TASK STATEMENT: Find the line containing "let (wm, wc)" in the entries below. Restate it and each line after it, word for word, up to and including the line containing "pub fn kappa(&self)".

PROVIDED INFORMATION:
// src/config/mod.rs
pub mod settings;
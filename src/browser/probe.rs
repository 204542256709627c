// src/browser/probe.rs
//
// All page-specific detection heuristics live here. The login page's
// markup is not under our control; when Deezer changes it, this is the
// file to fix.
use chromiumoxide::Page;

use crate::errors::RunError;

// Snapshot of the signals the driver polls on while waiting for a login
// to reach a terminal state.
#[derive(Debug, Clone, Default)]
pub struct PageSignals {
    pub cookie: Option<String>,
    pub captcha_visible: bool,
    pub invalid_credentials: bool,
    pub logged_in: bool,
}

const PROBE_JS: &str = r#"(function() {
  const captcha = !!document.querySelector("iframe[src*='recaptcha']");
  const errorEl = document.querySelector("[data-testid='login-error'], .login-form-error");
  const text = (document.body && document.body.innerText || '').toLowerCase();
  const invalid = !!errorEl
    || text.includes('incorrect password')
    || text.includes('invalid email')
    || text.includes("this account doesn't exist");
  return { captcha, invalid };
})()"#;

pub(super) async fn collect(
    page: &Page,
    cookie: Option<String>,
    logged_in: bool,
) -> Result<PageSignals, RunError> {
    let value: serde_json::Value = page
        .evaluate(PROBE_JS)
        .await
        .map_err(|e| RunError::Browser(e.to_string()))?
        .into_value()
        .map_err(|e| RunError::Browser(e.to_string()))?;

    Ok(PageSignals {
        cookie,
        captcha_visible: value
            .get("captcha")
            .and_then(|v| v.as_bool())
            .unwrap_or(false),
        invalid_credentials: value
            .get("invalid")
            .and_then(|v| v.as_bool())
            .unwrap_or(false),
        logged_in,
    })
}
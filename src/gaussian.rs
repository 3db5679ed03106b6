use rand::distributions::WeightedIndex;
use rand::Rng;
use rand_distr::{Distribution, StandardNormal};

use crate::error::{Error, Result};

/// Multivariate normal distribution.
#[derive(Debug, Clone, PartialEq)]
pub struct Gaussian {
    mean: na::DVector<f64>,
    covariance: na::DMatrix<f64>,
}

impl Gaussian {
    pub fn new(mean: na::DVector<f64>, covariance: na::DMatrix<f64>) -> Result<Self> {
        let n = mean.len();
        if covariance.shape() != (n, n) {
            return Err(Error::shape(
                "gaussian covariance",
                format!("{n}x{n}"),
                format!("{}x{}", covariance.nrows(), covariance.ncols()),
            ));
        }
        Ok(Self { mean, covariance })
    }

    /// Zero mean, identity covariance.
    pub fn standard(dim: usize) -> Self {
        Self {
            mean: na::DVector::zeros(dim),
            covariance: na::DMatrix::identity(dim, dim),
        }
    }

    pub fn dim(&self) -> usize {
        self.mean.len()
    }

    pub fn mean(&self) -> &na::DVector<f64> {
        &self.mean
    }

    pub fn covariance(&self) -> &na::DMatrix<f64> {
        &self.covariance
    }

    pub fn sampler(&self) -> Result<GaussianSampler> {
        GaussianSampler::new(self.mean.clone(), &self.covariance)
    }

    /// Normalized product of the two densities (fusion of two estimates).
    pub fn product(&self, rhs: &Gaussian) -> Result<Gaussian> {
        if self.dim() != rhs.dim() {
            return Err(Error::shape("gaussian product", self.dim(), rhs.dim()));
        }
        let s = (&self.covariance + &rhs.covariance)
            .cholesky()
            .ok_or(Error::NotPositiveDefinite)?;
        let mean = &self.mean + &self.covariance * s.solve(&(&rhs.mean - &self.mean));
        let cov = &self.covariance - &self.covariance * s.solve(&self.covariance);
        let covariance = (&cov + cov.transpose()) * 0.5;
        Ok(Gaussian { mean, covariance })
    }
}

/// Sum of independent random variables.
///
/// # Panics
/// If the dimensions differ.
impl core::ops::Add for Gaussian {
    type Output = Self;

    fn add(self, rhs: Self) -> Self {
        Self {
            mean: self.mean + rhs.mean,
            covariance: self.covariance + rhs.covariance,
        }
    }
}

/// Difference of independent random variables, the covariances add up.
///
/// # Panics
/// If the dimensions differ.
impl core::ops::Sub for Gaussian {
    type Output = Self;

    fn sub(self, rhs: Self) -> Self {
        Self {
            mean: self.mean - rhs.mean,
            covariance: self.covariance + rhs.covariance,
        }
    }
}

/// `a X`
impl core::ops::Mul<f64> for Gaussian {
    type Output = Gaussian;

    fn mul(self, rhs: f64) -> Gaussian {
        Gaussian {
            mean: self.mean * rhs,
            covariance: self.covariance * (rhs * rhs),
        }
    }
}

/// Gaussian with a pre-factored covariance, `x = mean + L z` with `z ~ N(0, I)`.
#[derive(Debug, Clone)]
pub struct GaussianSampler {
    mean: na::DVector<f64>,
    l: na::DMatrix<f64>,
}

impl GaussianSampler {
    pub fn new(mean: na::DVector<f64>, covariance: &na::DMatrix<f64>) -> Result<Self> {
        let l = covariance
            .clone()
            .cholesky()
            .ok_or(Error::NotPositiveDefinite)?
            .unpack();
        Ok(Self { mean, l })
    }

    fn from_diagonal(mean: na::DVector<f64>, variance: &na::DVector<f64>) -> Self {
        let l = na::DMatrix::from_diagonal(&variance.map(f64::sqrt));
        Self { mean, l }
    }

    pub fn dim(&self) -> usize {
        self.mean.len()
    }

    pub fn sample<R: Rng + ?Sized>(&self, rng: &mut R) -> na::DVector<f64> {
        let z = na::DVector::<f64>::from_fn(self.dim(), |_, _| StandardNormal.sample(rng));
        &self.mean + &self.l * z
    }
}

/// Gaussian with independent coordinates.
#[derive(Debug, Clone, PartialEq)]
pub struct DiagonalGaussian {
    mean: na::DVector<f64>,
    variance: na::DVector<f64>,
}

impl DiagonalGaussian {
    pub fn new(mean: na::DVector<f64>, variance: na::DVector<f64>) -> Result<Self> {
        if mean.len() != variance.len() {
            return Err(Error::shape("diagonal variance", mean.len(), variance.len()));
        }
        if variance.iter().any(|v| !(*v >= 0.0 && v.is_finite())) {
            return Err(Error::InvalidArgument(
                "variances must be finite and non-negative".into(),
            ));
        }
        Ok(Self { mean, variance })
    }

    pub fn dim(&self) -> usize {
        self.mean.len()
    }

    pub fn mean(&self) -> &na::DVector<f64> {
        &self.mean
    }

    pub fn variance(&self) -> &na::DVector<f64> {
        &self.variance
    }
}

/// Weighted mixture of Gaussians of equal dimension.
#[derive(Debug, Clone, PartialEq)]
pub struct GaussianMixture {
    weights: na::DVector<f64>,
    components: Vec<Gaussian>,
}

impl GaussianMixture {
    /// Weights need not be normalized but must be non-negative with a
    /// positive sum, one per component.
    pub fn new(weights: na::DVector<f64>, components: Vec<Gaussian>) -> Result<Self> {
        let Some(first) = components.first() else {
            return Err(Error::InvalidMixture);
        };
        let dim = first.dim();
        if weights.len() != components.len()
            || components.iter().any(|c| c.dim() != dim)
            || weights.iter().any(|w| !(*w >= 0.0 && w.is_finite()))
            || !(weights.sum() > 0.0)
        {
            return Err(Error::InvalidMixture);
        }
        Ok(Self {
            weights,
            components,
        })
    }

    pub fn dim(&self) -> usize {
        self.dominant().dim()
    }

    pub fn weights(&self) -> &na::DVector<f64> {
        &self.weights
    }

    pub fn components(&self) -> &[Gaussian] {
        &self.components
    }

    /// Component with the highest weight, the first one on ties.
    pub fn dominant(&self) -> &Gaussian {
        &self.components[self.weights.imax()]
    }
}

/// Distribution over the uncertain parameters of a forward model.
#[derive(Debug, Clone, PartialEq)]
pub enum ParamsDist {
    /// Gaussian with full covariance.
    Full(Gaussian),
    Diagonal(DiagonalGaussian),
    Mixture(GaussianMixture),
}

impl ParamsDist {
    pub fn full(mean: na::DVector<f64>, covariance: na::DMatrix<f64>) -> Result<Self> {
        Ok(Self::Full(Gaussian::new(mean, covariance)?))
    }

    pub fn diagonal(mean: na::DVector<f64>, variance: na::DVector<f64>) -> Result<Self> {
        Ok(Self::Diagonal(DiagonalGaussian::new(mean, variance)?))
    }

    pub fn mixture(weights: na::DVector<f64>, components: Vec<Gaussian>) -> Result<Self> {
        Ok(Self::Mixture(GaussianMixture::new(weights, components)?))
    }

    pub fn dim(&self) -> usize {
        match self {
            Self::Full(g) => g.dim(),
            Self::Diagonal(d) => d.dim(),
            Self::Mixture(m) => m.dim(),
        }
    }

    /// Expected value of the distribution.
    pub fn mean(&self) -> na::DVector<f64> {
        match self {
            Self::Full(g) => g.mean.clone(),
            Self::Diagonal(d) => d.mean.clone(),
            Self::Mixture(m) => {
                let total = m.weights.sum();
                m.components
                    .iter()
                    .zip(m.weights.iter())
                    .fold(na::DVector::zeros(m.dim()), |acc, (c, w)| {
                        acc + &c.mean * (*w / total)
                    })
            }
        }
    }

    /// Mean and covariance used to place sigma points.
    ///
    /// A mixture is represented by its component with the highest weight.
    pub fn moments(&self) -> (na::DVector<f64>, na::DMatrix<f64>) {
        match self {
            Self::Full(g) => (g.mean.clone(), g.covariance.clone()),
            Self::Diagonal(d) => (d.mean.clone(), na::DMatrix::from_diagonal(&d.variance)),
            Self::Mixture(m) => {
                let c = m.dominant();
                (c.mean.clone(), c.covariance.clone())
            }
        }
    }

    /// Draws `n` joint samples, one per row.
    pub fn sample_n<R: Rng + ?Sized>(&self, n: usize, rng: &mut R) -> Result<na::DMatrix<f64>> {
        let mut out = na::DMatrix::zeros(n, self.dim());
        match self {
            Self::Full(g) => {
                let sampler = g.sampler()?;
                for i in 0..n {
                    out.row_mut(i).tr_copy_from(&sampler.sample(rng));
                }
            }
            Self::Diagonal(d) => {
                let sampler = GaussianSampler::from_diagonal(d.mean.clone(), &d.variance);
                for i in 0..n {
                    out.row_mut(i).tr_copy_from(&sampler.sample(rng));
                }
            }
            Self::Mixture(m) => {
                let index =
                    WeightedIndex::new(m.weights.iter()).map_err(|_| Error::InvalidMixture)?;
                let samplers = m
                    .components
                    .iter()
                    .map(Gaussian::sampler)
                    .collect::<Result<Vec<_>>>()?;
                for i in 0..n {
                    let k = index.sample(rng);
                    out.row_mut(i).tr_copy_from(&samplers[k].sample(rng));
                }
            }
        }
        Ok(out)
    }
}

---

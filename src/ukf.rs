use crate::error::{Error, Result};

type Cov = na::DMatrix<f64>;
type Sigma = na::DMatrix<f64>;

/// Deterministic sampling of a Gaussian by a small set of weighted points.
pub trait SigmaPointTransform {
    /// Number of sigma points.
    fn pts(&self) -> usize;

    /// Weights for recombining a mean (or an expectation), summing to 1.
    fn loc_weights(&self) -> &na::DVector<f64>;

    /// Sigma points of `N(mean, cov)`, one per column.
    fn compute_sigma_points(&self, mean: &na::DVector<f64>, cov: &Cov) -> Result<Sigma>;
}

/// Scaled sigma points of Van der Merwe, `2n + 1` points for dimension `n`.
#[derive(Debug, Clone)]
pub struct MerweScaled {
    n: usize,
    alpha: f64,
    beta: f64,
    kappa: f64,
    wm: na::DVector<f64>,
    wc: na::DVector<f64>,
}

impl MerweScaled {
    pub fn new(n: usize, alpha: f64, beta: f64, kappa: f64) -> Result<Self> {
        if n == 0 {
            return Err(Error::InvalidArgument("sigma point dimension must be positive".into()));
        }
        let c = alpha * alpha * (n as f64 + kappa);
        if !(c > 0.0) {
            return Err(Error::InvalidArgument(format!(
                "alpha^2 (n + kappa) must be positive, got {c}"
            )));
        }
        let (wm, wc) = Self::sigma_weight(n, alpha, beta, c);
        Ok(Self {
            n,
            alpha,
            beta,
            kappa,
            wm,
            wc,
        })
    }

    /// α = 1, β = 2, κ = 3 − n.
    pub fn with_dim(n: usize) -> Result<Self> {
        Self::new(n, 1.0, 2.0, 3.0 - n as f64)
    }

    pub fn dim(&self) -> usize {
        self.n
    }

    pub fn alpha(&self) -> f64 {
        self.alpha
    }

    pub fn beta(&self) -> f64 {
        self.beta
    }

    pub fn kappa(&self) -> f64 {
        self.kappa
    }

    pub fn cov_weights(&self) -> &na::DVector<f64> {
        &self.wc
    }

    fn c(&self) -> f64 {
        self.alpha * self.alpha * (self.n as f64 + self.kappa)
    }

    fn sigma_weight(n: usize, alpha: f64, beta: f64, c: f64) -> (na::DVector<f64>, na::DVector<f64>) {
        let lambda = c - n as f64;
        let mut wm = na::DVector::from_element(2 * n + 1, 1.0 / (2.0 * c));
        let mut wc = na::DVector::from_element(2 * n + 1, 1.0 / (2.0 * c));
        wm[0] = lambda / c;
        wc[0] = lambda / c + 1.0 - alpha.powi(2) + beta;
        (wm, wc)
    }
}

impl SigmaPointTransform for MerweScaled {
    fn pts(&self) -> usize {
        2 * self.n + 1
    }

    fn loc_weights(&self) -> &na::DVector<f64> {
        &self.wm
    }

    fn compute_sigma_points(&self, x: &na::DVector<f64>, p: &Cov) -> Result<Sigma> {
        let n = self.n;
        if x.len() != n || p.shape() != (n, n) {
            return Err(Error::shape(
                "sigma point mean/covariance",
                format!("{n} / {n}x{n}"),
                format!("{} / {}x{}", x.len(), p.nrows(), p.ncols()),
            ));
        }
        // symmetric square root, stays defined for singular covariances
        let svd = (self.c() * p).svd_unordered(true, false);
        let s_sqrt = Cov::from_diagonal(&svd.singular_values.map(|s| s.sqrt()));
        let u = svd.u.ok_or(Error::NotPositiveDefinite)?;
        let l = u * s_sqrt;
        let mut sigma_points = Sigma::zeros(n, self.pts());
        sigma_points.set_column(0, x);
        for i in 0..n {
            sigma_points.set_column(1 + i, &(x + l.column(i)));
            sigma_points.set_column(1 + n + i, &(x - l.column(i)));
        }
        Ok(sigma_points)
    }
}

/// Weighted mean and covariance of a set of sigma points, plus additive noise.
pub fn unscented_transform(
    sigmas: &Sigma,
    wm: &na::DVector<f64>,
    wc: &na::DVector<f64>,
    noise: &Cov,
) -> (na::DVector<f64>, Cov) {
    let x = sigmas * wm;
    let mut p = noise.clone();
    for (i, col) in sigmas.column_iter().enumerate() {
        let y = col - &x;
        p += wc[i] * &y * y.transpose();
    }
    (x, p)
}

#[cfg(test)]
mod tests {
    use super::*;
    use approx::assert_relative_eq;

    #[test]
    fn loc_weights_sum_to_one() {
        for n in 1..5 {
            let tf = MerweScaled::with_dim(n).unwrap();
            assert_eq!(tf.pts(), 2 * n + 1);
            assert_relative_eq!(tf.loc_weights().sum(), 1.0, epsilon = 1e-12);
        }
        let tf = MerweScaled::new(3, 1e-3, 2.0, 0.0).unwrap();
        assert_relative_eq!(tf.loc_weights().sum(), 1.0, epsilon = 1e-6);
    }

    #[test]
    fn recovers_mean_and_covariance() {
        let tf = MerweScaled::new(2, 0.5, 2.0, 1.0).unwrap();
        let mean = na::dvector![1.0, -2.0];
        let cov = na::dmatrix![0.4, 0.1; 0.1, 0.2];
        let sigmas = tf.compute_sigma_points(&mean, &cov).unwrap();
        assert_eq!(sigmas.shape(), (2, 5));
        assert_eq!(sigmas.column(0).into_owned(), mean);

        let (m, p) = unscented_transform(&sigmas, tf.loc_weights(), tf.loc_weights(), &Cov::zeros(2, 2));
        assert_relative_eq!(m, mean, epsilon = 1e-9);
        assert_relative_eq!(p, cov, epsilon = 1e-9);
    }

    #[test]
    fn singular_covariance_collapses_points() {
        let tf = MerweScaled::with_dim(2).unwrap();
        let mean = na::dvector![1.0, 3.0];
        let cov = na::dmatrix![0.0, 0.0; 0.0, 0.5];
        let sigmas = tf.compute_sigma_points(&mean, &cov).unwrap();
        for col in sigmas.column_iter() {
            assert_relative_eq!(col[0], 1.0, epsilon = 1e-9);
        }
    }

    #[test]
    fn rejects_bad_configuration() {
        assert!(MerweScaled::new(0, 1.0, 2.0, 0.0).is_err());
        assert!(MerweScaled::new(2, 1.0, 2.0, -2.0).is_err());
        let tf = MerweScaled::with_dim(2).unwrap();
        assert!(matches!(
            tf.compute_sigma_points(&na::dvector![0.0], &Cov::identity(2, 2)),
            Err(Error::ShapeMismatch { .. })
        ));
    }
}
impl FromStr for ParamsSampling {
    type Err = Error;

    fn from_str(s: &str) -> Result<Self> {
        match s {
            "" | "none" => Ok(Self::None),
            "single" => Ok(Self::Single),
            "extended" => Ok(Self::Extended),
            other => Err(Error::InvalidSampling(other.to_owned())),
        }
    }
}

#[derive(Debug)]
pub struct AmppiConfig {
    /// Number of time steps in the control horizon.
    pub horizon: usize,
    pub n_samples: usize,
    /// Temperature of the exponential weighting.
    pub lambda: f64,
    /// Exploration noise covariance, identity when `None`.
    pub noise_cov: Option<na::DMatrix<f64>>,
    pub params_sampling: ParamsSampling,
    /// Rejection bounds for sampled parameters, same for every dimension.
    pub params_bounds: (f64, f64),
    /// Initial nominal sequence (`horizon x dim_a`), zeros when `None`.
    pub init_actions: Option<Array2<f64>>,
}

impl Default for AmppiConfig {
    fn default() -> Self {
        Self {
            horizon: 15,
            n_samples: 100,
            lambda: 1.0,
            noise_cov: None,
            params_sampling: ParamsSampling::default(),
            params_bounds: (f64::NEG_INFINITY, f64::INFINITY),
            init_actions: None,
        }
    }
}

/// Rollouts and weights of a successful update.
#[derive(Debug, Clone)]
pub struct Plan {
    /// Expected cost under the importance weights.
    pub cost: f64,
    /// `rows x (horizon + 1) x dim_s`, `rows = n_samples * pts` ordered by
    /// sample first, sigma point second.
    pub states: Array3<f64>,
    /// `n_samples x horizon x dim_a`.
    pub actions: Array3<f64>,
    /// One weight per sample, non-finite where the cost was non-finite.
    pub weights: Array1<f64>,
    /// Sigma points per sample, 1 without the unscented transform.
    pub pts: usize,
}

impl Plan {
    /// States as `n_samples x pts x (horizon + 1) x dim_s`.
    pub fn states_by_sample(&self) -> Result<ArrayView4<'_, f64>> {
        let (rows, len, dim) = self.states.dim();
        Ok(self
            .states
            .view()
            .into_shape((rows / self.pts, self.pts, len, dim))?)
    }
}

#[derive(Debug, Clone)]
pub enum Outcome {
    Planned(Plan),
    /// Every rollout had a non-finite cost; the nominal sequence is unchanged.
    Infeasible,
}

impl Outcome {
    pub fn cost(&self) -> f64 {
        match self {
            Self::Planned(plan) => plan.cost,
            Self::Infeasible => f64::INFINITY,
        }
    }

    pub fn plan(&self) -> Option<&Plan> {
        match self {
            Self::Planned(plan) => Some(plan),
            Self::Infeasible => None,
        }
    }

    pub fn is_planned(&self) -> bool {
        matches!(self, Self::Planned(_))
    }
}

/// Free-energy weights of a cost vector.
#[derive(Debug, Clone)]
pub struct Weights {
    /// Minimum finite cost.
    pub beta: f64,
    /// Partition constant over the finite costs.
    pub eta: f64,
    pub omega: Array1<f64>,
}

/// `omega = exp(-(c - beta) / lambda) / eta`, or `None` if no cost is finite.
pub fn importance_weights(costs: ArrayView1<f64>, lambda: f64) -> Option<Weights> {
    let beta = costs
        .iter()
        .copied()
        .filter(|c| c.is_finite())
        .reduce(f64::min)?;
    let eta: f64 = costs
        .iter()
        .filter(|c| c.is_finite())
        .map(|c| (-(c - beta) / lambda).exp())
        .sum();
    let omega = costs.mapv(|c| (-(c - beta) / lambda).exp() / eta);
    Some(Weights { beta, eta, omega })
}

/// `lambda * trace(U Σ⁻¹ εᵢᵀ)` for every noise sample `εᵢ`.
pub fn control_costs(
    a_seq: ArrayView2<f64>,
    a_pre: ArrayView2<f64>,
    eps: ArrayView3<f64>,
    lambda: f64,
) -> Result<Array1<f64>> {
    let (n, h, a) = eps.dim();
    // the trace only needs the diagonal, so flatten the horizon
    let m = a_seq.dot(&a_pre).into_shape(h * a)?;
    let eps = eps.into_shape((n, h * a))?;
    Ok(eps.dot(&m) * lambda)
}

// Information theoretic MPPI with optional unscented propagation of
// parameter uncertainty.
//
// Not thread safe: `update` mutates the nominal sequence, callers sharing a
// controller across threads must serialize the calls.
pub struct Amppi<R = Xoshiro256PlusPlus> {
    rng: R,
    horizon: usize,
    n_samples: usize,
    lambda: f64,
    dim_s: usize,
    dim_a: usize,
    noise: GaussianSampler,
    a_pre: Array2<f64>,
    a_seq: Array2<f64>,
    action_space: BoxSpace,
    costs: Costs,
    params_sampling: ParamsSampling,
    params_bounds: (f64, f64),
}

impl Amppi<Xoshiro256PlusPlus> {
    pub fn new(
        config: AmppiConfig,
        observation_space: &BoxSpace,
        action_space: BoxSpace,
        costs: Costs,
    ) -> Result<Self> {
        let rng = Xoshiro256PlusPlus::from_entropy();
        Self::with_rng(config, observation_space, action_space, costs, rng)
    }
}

TASK OUTPUT:
        let (wm, wc) = Self::sigma_weight(n, alpha, beta, c);
        Ok(Self {
            n,
            alpha,
            beta,
            kappa,
            wm,
            wc,
        })
    }

    /// α = 1, β = 2, κ = 3 − n.
    pub fn with_dim(n: usize) -> Result<Self> {
        Self::new(n, 1.0, 2.0, 3.0 - n as f64)
    }

    pub fn dim(&self) -> usize {
        self.n
    }

    pub fn alpha(&self) -> f64 {
        self.alpha
    }

    pub fn beta(&self) -> f64 {
        self.beta
    }

    pub fn kappa(&self) -> f64 {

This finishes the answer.